French priest (1747–1794)

Noël Pinot (/piːˈnoʊ/ pee-NOH, /fr/; 9 December 1747 – 21 February 1794) was a French refractory priest who was guillotined during the War in the Vendée. He was beatified by the Catholic Church and considered a martyr.

== Biography ==
Born in Angers on 9 December 1747, the last of sixteen children to a weaver, he lost his father when he was eight years old. He entered the seminary in Angers. He was ordained a priest on 22 December 1770.
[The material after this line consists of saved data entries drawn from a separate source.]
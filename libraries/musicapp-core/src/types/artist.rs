//! Artist types

use super::Album;
use serde::{Deserialize, Serialize};
use validator::Validate;

pub type ArtistId = i64;

/// An artist
#[derive(Debug, Clone, PartialEq, Serialize, Deserialize)]
#[cfg_attr(feature = "openapi", derive(utoipa::ToSchema))]
#[cfg_attr(feature = "sqlx-support", derive(sqlx::FromRow))]
pub struct Artist {
    pub id: ArtistId,
    pub name: String,
    pub genre: String,
    #[serde(rename = "pays")]
    pub country: String,
    pub created_at: String,
    pub updated_at: String,
}

/// Data for creating a new artist
#[derive(Debug, Clone, Serialize, Deserialize, Validate)]
#[cfg_attr(feature = "openapi", derive(utoipa::ToSchema))]
pub struct CreateArtist {
    #[validate(length(
        min = 1,
        max = 255,
        message = "The name field must be between 1 and 255 characters."
    ))]
    pub name: String,
    #[validate(length(
        min = 1,
        max = 255,
        message = "The genre field must be between 1 and 255 characters."
    ))]
    pub genre: String,
    #[serde(rename = "pays", alias = "country")]
    #[validate(length(
        min = 1,
        max = 255,
        message = "The pays field must be between 1 and 255 characters."
    ))]
    pub country: String,
}

/// Partial update of an artist; absent fields stay unchanged
#[derive(Debug, Clone, Default, Serialize, Deserialize, Validate)]
#[cfg_attr(feature = "openapi", derive(utoipa::ToSchema))]
pub struct UpdateArtist {
    #[serde(default)]
    #[validate(length(
        min = 1,
        max = 255,
        message = "The name field must be between 1 and 255 characters."
    ))]
    pub name: Option<String>,
    #[serde(default)]
    #[validate(length(
        min = 1,
        max = 255,
        message = "The genre field must be between 1 and 255 characters."
    ))]
    pub genre: Option<String>,
    #[serde(default, rename = "pays", alias = "country")]
    #[validate(length(
        min = 1,
        max = 255,
        message = "The pays field must be between 1 and 255 characters."
    ))]
    pub country: Option<String>,
}

impl UpdateArtist {
    /// True when the payload supplies no field at all
    pub fn is_empty(&self) -> bool {
        self.name.is_none() && self.genre.is_none() && self.country.is_none()
    }

    /// Overwrite the supplied fields of `artist`, leaving the rest as is
    pub fn apply(self, mut artist: Artist) -> Artist {
        if let Some(name) = self.name {
            artist.name = name;
        }
        if let Some(genre) = self.genre {
            artist.genre = genre;
        }
        if let Some(country) = self.country {
            artist.country = country;
        }
        artist
    }
}

/// Filters for the artist listing; every filter is a substring match
#[derive(Debug, Clone, Default, PartialEq, Eq)]
pub struct ArtistFilter {
    pub name: Option<String>,
    pub genre: Option<String>,
    pub country: Option<String>,
}

/// An artist with its albums loaded in the same fetch
///
/// `A` is [`Album`] for the shallow view and
/// [`AlbumWithChansons`](super::AlbumWithChansons) for the full tree.
#[derive(Debug, Clone, PartialEq, Serialize)]
#[cfg_attr(feature = "openapi", derive(utoipa::ToSchema))]
pub struct ArtistWithAlbums<A = Album> {
    #[serde(flatten)]
    pub artist: Artist,
    pub albums: Vec<A>,
}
He was first appointed vicar in Bousse in 1772 and then chaplain at Angers in August 1781. In September 1789, he became pastor of Le Louroux-Béconnais commune.

During the French Revolution, he refused to take the oath of the Civil Constitution of the Clergy unlike his superior, Mathurin Garanger who took the oath on 23 January 1791 and was later a member of the Petite Église. He was accused by the revolutionary municipality of "engaging in ecclesiastical activities to oppose the law". On 27 February, he was brought before the court.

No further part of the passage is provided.